"Nightmares" and Dreams
I suppose that virtually every human life at some point has nighttime experiences that result in intense images, feelings, and awakenings with unease and intensity. We tend to call these experiences “nightmares.”
I do not like using the term nightmare. (I just looked up the etymology of nightmare. It stems from the word “Mare” in Old English meaning an evil, suffocating demon.) If we refer to our intense, memorable, often-times disturbing dreams as nightmares, we are using our conscious mind to powerfully push the material of the dream back into the unconscious.
Have you noticed how we tend to talk about our dreams when we make a bit of an effort to speak of them consciously? Almost without exception these kinds of words are used: “weird” “crazy” “bizarre.” These kinds of ways of relating to our dreams indicate an almost innate wish to banish the material back to unconsciousness.
Instead, we could speak of our dreams with words like: “fascinating” “meaningful” “creative” “mysterious” … all words that can draw us towards our dreams and what they might mean for us, rather than push the dream material away.
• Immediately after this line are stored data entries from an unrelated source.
//! Orientation search: pick the rotation the OCR engine reads most confidently.

use image::DynamicImage;
use tracing::{debug, warn};

use crate::preprocess;
use crate::recognizer::OcrBackend;
use crate::types::{OrientationCandidate, Rotation};

/// The image chosen for the text pass.
#[derive(Debug, Clone)]
pub struct Normalized {
    pub image: DynamicImage,
    /// `None` when no rotation scored above zero, including when the engine
    /// failed on every angle. `image` is then the unrotated input.
    pub rotation: Option<Rotation>,
    pub candidate: Option<OrientationCandidate>,
}

impl Normalized {
    pub fn confidence(&self) -> Option<f32> {
        self.candidate.as_ref().map(OrientationCandidate::mean_confidence)
    }
}

/// Rotate clockwise by `rotation`.
pub fn rotate(image: &DynamicImage, rotation: Rotation) -> DynamicImage {
    match rotation {
        Rotation::Deg0 => image.clone(),
        Rotation::Deg90 => image.rotate90(),
        Rotation::Deg180 => image.rotate180(),
        Rotation::Deg270 => image.rotate270(),
    }
}

/// Keep the candidate with the strictly highest mean confidence. Candidates
/// are expected in search order, so ties go to the earlier angle; a candidate
/// scoring zero never wins.
pub fn select_best<I>(candidates: I) -> Option<OrientationCandidate>
where
    I: IntoIterator<Item = OrientationCandidate>,
{
    let mut best: Option<(f32, OrientationCandidate)> = None;
    for candidate in candidates {
        let score = candidate.mean_confidence();
        let best_score = best.as_ref().map_or(0.0, |(s, _)| *s);
        if score > best_score {
            best = Some((score, candidate));
        }
    }
    best.map(|(_, c)| c)
}

/// Run the engine over all four rotations of an already prepared image.
/// Angles the engine fails on are skipped.
pub fn score_rotations<R: OcrBackend + ?Sized>(
    image: &DynamicImage,
    oracle: &R,
) -> Vec<OrientationCandidate> {
    Rotation::SEARCH_ORDER
        .into_iter()
        .filter_map(|rotation| match oracle.recognize(&rotate(image, rotation)) {
            Ok(output) => {
                let candidate = OrientationCandidate::new(rotation, output);
                debug!(
                    %rotation,
                    confidence = candidate.mean_confidence(),
                    tokens = candidate.token_confidences.len(),
                    "scored orientation"
                );
                Some(candidate)
            }
            Err(e) => {
                warn!(%rotation, error = %e, "OCR failed for orientation, skipping");
                None
            }
        })
        .collect()
}

/// Prepare `image` (RGB, contrast, sharpness) and rotate it to the
/// orientation the engine reads best. Never fails: if no rotation produces a
/// usable score the prepared, unrotated image is returned.
pub fn normalize<R: OcrBackend + ?Sized>(image: DynamicImage, oracle: &R) -> Normalized {
    let prepared = preprocess::prepare(image);
    let candidates = score_rotations(&prepared, oracle);
    let scored = candidates.len();

    match select_best(candidates) {
        Some(candidate) => {
            let rotation = candidate.rotation;
            debug!(%rotation, "selected orientation");
            Normalized {
                image: rotate(&prepared, rotation),
                rotation: Some(rotation),
                candidate: Some(candidate),
            }
        }
        None => {
            if scored == 0 {
                warn!("OCR failed for every orientation, keeping original image");
            } else {
                debug!("no orientation produced confident tokens, keeping original image");
            }
            Normalized { image: prepared, rotation: None, candidate: None }
        }
    }
}

#[cfg(test)]
mod tests {
    use super::*;
    use crate::recognizer::OcrError;
    use crate::types::OcrOutput;
    use image::{GrayImage, ImageBuffer, Luma};
    use std::collections::HashMap;
    use std::sync::Mutex;

    fn candidate(rotation: Rotation, confidences: Vec<i32>) -> OrientationCandidate {
        OrientationCandidate::new(
            rotation,
            OcrOutput { text: format!("text at {rotation}"), token_confidences: confidences },
        )
    }

    /// Dark 8×6 image with a bright 2×2 block near the top-left corner.
    fn marked_image() -> DynamicImage {
        let img: GrayImage = ImageBuffer::from_fn(8, 6, |x, y| {
            if (1..=2).contains(&x) && (1..=2).contains(&y) {
                Luma([250u8])
            } else {
                Luma([10u8])
            }
        });
        DynamicImage::ImageLuma8(img)
    }

    /// Which rotation of `marked_image` this is, judged by the bright block.
    fn detect_rotation(image: &DynamicImage) -> Rotation {
        let gray = image.to_luma8();
        let (w, h) = gray.dimensions();
        let (x, y, _) = gray
            .enumerate_pixels()
            .max_by_key(|(_, _, p)| p[0])
            .expect("non-empty image");
        match (x < w / 2, y < h / 2) {
            (true, true) => Rotation::Deg0,
            (false, true) => Rotation::Deg90,
            (false, false) => Rotation::Deg180,
            (true, false) => Rotation::Deg270,
        }
    }

    /// Scores each rotation from a table; rotations missing from the table fail.
    struct ByRotation(HashMap<Rotation, Vec<i32>>);

    impl OcrBackend for ByRotation {
        fn recognize(&self, image: &DynamicImage) -> Result<OcrOutput, OcrError> {
            let rotation = detect_rotation(image);
            match self.0.get(&rotation) {
                Some(conf) => Ok(OcrOutput {
                    text: format!("read at {rotation}"),
                    token_confidences: conf.clone(),
                }),
                None => Err(OcrError::Engine(format!("unreadable at {rotation}"))),
            }
        }
    }

    /// Records every image it is shown.
    #[derive(Default)]
    struct Recording(Mutex<Vec<DynamicImage>>);

    impl OcrBackend for Recording {
        fn recognize(&self, image: &DynamicImage) -> Result<OcrOutput, OcrError> {
            self.0.lock().unwrap().push(image.clone());
            Ok(OcrOutput { text: "seen".into(), token_confidences: vec![50] })
        }
    }

    #[test]
    fn candidates_are_rotations_of_one_enhanced_image() {
        let oracle = Recording::default();
        normalize(marked_image(), &oracle);

        let enhanced = preprocess::prepare(marked_image());
        let seen = oracle.0.into_inner().unwrap();
        assert_eq!(seen.len(), 4);
        assert_ne!(seen[0].to_rgb8(), marked_image().to_rgb8());
        for (image, rotation) in seen.iter().zip(Rotation::SEARCH_ORDER) {
            assert_eq!(image.to_rgb8(), rotate(&enhanced, rotation).to_rgb8(), "{rotation}");
        }
    }

    #[test]
    fn detect_rotation_follows_clockwise_turns() {
        let img = marked_image();
        for r in Rotation::SEARCH_ORDER {
            assert_eq!(detect_rotation(&rotate(&img, r)), r);
        }
    }

    #[test]
    fn select_best_picks_highest_mean() {
        let best = select_best(vec![
            candidate(Rotation::Deg0, vec![40, 50]),
            candidate(Rotation::Deg90, vec![60, 70]),
            candidate(Rotation::Deg180, vec![90, 95]),
            candidate(Rotation::Deg270, vec![10]),
        ])
        .unwrap();
        assert_eq!(best.rotation, Rotation::Deg180);
    }

    #[test]
    fn select_best_ties_go_to_earlier_angle() {
        let best = select_best(vec![
            candidate(Rotation::Deg0, vec![50]),
            candidate(Rotation::Deg90, vec![80]),
            candidate(Rotation::Deg180, vec![70, 90]),
            candidate(Rotation::Deg270, vec![80]),
        ])
        .unwrap();
        assert_eq!(best.rotation, Rotation::Deg90);
    }

    #[test]
    fn select_best_ignores_noise_tokens() {
        let best = select_best(vec![
            candidate(Rotation::Deg0, vec![-1, -1, 60]),
            candidate(Rotation::Deg90, vec![55, 55, 55]),
        ])
        .unwrap();
        assert_eq!(best.rotation, Rotation::Deg0);
    }

    #[test]
    fn select_best_empty_confidences_never_win() {
        assert_eq!(select_best(vec![candidate(Rotation::Deg0, vec![])]), None);
        let best = select_best(vec![
            candidate(Rotation::Deg0, vec![]),
            candidate(Rotation::Deg90, vec![1]),
        ])
        .unwrap();
        assert_eq!(best.rotation, Rotation::Deg90);
    }

    #[test]
    fn normalize_rotates_to_most_confident_angle() {
        let oracle = ByRotation(HashMap::from([
            (Rotation::Deg0, vec![30, 40]),
            (Rotation::Deg90, vec![20]),
            (Rotation::Deg180, vec![85, 95]),
            (Rotation::Deg270, vec![50]),
        ]));
        let result = normalize(marked_image(), &oracle);
        assert_eq!(result.rotation, Some(Rotation::Deg180));
        assert_eq!(detect_rotation(&result.image), Rotation::Deg180);
        assert_eq!(result.confidence(), Some(90.0));
    }

    #[test]
    fn normalize_skips_failing_angles() {
        let oracle = ByRotation(HashMap::from([
            (Rotation::Deg90, vec![40]),
            (Rotation::Deg270, vec![60]),
        ]));
        let result = normalize(marked_image(), &oracle);
        assert_eq!(result.rotation, Some(Rotation::Deg270));
        assert_eq!((result.image.width(), result.image.height()), (6, 8));
    }

    #[test]
    fn normalize_keeps_original_when_every_angle_fails() {
        let oracle = ByRotation(HashMap::new());
        let result = normalize(marked_image(), &oracle);
        assert_eq!(result.rotation, None);
        assert!(result.candidate.is_none());
        assert_eq!(detect_rotation(&result.image), Rotation::Deg0);
        assert_eq!((result.image.width(), result.image.height()), (8, 6));
    }

    #[test]
    fn normalize_equal_scores_prefer_unrotated() {
        let oracle = ByRotation(HashMap::from([
            (Rotation::Deg0, vec![70]),
            (Rotation::Deg90, vec![70]),
            (Rotation::Deg180, vec![70]),
            (Rotation::Deg270, vec![70]),
        ]));
        let result = normalize(marked_image(), &oracle);
        assert_eq!(result.rotation, Some(Rotation::Deg0));
    }
}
It is not uncommon for people to say they “suffer from nightmares.” I can certainly understand and trust you the reader can as well. It is suffering to be awakened by powerful, disturbing images. I propose that a potent way to suffer less is to be respectful of the dreams. Stop calling them “nightmares” or demons, and instead open up to the possibility that intense, memorable, and yes, sometimes painful-feeling dreams are potent moments when our dreams grab our attention. Perhaps we can increase our faith in ourselves and explore how these attention-grabbing dreams have a purpose. This change of mindset would, at a minimum, have us suffer less because we wouldn’t be wondering what is wrong with us that our dreams are vivid and disturbing (because, after all, this is common to being human). And more, we may find that in listening to our dreams in a respectful way, we discover a meaningful connection to something deep within ourselves.